Development of a Medicare Claims-Based Model to Predict Persistent High-Dose Opioid Use After Total Knee Replacement

Arthritis Care Res (Hoboken). 2021 Jan 15;10.1002/acr.24559. doi: 10.1002/acr.24559. Online ahead of print.


Objective: To develop a claims-based model to predict persistent high-dose opioid use amongst patients undergoing total knee replacement (TKR).

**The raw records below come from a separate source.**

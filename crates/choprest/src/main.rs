mod cli;
mod commands;
mod config;
mod error;
mod output;

use clap::Parser;
use tracing_subscriber::EnvFilter;

use crate::cli::{Cli, Command};
use crate::error::CliError;

#[tokio::main]
async fn main() {
    let cli = Cli::parse();

    init_tracing(cli.global.verbose);

    if let Err(err) = run(cli).await {
        let code = err.exit_code();
        eprintln!("{:?}", miette::Report::new(err));
        std::process::exit(code);
    }
}

fn init_tracing(verbosity: u8) {
    let filter = match verbosity {
        0 => "warn",
        1 => "info",
        2 => "debug",
        _ => "trace",
    };

    tracing_subscriber::fmt()
        .with_env_filter(
            EnvFilter::try_from_default_env().unwrap_or_else(|_| EnvFilter::new(filter)),
        )
        .with_target(false)
        .with_writer(std::io::stderr)
        .init();
}

async fn run(cli: Cli) -> Result<(), CliError> {
    match cli.command {
        Command::Config(args) => commands::config_cmd::handle(args, &cli.global),

        Command::Completions(args) => {
            use clap::CommandFactory;
            use clap_complete::generate;

            let mut cmd = Cli::command();
            generate(args.shell, &mut cmd, "choprest", &mut std::io::stdout());
            Ok(())
        }

        cmd => {
            let cfg = config::load_config_or_default();
            tracing::debug!(command = ?cmd, "dispatching command");
            commands::dispatch(cmd, &cfg, &cli.global).await
        }
    }
}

Methods: Using Medicare claims (2010-2014), we identified patients ≥65 years who underwent TKR with no history of high-dose opioid use (>25 mean morphine equivalents (MME)/day) in the year prior. We used group-based trajectory modeling to identify distinct opioid use patterns. The primary outcome was persistent high-dose opioid use in the year after TKR. We split the data into training (2010-2013) and test (2014) sets and used logistic regression with least absolute shrinkage and selection operator (LASSO) regularization utilizing a total of 83 pre-operative patient characteristics as candidate predictors. A reduced model with ten pre-specified variables which included demographics, opioid use and medication history was also considered.

Results: The final study cohort included 142,089 patients who underwent TKR. The group-based trajectory model identified 4 distinct trajectories of opioid use (Group 1- short-term, low-dose, Group 2- moderate-duration, low-dose, Group 3- moderate-duration, high-dose, and Group 4-persistent high-dose). The model predicting persistent high-dose opioid use achieved high discrimination (area under the receiver operating characteristic curve (AUC) of 0.85; 95% CI, 0.84-0.86)) in the test set. The reduced model with ten predictors performed equally well (AUC=0.84; 95% CI, 0.84-0.85).

Conclusions: In this cohort of older patients, 10.6% became persistent high dose (mean=22.4 MME/day) opioid users after TKR. Our model with 10 readily available clinical factors may help identify patients at high risk of future adverse outcomes from persistent opioid use after TKR.